La douceur du foyer

L’art est un sport de combat, 2011, couverture

L’Oreille tendue connaissait l’existence du «théâtre d’appartement» : des gens viennent jouer chez vous. Elle ignorait celle de la «lutte d’appartement».

Voici la définition qu’en donne Jean-Marc Huitorel dans un livre récent (où il est notamment question de la représentation de la boxe en art contemporain), L’art est un sport de combat :

Dans The New Life (1996), [l’artiste américain Cameron Jamie] se bat, masqué, contre un sosie de Michael Jackson, reprenant là l’engouement des Mexicains pour la lutte d’appartement où, par petites annonces, on contacte son adversaire pour un combat privé, sans règles, où violence et jeux sexuels constituent un mélange aussi explosif que potentiellement dangereux (p. 16).

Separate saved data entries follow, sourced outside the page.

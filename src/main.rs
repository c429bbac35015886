//! CLI entry point for adv-daq.
//!
//! Provides command-line interface for:
//! - Acquiring live telemetry from a Vector over a serial port (`run`)
//! - Replaying a built-in synthetic byte stream with no hardware (`demo`)
//!
//! Decoded records go to stdout, one per line, either in the compact
//! `D:`/`S:` comma-separated form the original firmware emitted on its host
//! link or as JSON stamped with a UTC receive time. Logs go to stderr via
//! `tracing`.
//!
//! # Usage
//!
//! ```bash
//! adv-daq run --port /dev/ttyUSB0
//! adv-daq run --config vector.toml --format json
//! adv-daq demo
//! ```

use std::path::PathBuf;

use anyhow::Result;
use clap::{Parser, Subcommand, ValueEnum};
use tracing::info;

use adv_daq::mock::MockTransport;
use adv_daq::transport::ByteTransport;
use adv_daq::vector::VectorDriver;
use adv_daq::{AdvConfig, SystemRecord, VelocityRecord};

#[derive(Parser)]
#[command(name = "adv-daq")]
#[command(about = "Nortek Vector ADV telemetry decoder", long_about = None)]
struct Cli {
    /// Log filter when RUST_LOG is unset
    #[arg(long, default_value = "info")]
    log_level: String,

    #[command(subcommand)]
    command: Commands,
}

#[derive(Subcommand)]
enum Commands {
    /// Acquire from a live instrument over a serial port
    Run {
        /// Serial port path (overrides the config file)
        #[arg(long)]
        port: Option<String>,

        /// Baud rate (overrides the config file)
        #[arg(long)]
        baud: Option<u32>,

        /// TOML config file
        #[arg(long)]
        config: Option<PathBuf>,

        /// Output format for decoded records
        #[arg(long, value_enum, default_value_t = Format::Line)]
        format: Format,
    },

    /// Decode a built-in synthetic byte stream (no hardware required)
    Demo {
        /// Output format for decoded records
        #[arg(long, value_enum, default_value_t = Format::Line)]
        format: Format,
    },
}

#[derive(Debug, Clone, Copy, ValueEnum)]
enum Format {
    /// Compact firmware-style lines: D:... / S:...
    Line,
    /// One JSON object per record
    Json,
}

#[tokio::main]
async fn main() -> Result<()> {
    let cli = Cli::parse();
    adv_daq::logging::init(&cli.log_level)?;

    match cli.command {
        Commands::Run {
            port,
            baud,
            config,
            format,
        } => {
            let mut settings = match config {
                Some(path) => AdvConfig::from_file(&path)?,
                None => AdvConfig::default(),
            };
            if let Some(port) = port {
                settings.port = port;
            }
            if let Some(baud) = baud {
                settings.baud_rate = baud;
            }
            settings.validate()?;
            run_acquisition(settings, format).await
        }
        Commands::Demo { format } => run_demo(format).await,
    }
}

#[cfg(feature = "instrument_serial")]
async fn run_acquisition(config: AdvConfig, format: Format) -> Result<()> {
    use adv_daq::serial::SerialTransport;

    info!(port = %config.port, baud = config.baud_rate, "opening instrument link");
    let transport = SerialTransport::from_config(&config)?;
    let mut adv = VectorDriver::new(transport);
    adv.begin().await?;

    loop {
        tokio::select! {
            _ = tokio::signal::ctrl_c() => {
                let stats = adv.stats();
                info!(
                    frames = stats.frames_completed,
                    checksum_failures = stats.checksum_failures,
                    "shutting down"
                );
                return Ok(());
            }
            _ = tokio::time::sleep(config.poll_interval) => {
                adv.poll().await?;
                print_drained(&mut adv, format);
            }
        }
    }
}

#[cfg(not(feature = "instrument_serial"))]
async fn run_acquisition(_config: AdvConfig, _format: Format) -> Result<()> {
    Err(adv_daq::AdvError::SerialFeatureDisabled.into())
}

/// Replay a synthetic stream through the mock transport: line noise, a
/// velocity packet, more noise, a system packet.
async fn run_demo(format: Format) -> Result<()> {
    let mut stream = vec![0x00, 0x7F, 0xA5, 0x42, 0xFF]; // noise, incl. a false start
    stream.extend(demo_velocity_packet());
    stream.extend([0x01, 0x02]);

    let mut adv = VectorDriver::new(MockTransport::with_bytes(&stream));
    adv.poll().await?;
    print_drained(&mut adv, format);

    // The system packet only assembles once the velocity packet is drained.
    adv.transport_mut().feed(&demo_system_packet());
    adv.poll().await?;
    print_drained(&mut adv, format);

    let stats = adv.stats();
    info!(
        frames = stats.frames_completed,
        skipped = stats.bytes_skipped,
        aborted = stats.frames_aborted,
        "demo stream decoded"
    );
    Ok(())
}

fn print_drained<T: ByteTransport>(adv: &mut VectorDriver<T>, format: Format) {
    if let Some(record) = adv.take_velocity() {
        println!("{}", velocity_output(&record, format));
    }
    if let Some(record) = adv.take_system() {
        println!("{}", system_output(&record, format));
    }
}

fn velocity_output(record: &VelocityRecord, format: Format) -> String {
    match format {
        Format::Line => format!(
            "D:{},{},{},{},{},{},{},{},{},{},{},{},{},{}",
            record.count,
            record.pressure,
            record.velocity_x,
            record.velocity_y,
            record.velocity_z,
            record.amplitude[0],
            record.amplitude[1],
            record.amplitude[2],
            record.correlation[0],
            record.correlation[1],
            record.correlation[2],
            record.analog_in1,
            record.analog_in2,
            record.checksum,
        ),
        Format::Json => serde_json::json!({
            "kind": "velocity",
            "received_at": chrono::Utc::now(),
            "record": record,
        })
        .to_string(),
    }
}

fn system_output(record: &SystemRecord, format: Format) -> String {
    match format {
        Format::Line => format!(
            "S:{},{},{},{},{},{},{},{},{},{},{},{},{},{},{},{}",
            record.minute,
            record.second,
            record.day,
            record.hour,
            record.year,
            record.month,
            record.battery,
            record.sound_speed,
            record.heading,
            record.pitch,
            record.roll,
            record.temperature,
            record.error,
            record.status,
            record.analog_in,
            record.checksum,
        ),
        Format::Json => serde_json::json!({
            "kind": "system",
            "received_at": chrono::Utc::now(),
            "record": record,
        })
        .to_string(),
    }
}

fn demo_velocity_packet() -> Vec<u8> {
    use adv_daq::frame::{seal, START_MARKER, VVD_MARKER};
    let body = vec![
        START_MARKER,
        VVD_MARKER,
        0,
        5, // count
        1, // pressure MSB
        0,
        100, // pressure LSW -> 65636 total
        0,
        0,
        0,
        50, // velocity x = 50 mm/s
        0,
        0,
        0,
        0,
        0,
        10,
        20,
        30, // amplitude
        90,
        91,
        92, // correlation
    ];
    seal(body)
}

fn demo_system_packet() -> Vec<u8> {
    use adv_daq::frame::{seal, START_MARKER, VSD_MARKER};
    let mut body = vec![0u8; SystemRecord::WIRE_LEN - 2];
    body[0] = START_MARKER;
    body[1] = VSD_MARKER;
    body[4] = 0x34; // minute
    body[5] = 0x56; // second
    body[6] = 0x17; // day
    body[7] = 0x09; // hour
    body[8] = 0x25; // year
    body[9] = 0x08; // month
    body[10] = 0x7B; // battery = 12.3 V raw
    body[12] = 0x42; // sound speed
    body[13] = 0x3A;
    body[20] = 0xB2; // temperature = 19.70 C raw
    body[21] = 0x07;
    seal(body)
}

On n’arrête pas le progrès.

 

Référence

Huitorel, Jean-Marc, Christine Mennesson et Barbara Forest, L’art est un sport de combat, Calais et Arles, Musée des beaux-arts de Calais et Analogues, maison d’édition pour l’art contemporain, 2011, 127 p. Ill. Édition bilingue français-anglais.

Sixième article d’un dictionnaire personnel de rhétorique

Denis Diderot, timbre commémoratif

Symploque

Définition

«Emploi simultané de l’anaphore [répétition initiale] et de l’épiphore [répétition finale]» (Gradus, éd. de 1980, p. 439).

Exemple

«Tu diras que c’est là se démener diablement; et tu auras raison. Tu diras que ce n’est pas la peine de tant tourner, pour trouver le dernier sommeil; et tu auras raison. Tu diras qu’il faut revenir le plus tôt possible et par le plus court chemin; et tu auras raison» (lettre de Diderot à sa femme, octobre 1773, éd. Roth-Varloot, vol. XIII, p. 73).

 

Références

Diderot, Denis, Correspondance, Paris, Éditions de Minuit, 1955-1970, 16 vol. Éditée par Georges Roth, puis par Jean Varloot.

Dupriez, Bernard, Gradus. Les procédés littéraires (Dictionnaire), Paris, Union générale d’éditions, coll. «10/18», 1370, 1980, 541 p.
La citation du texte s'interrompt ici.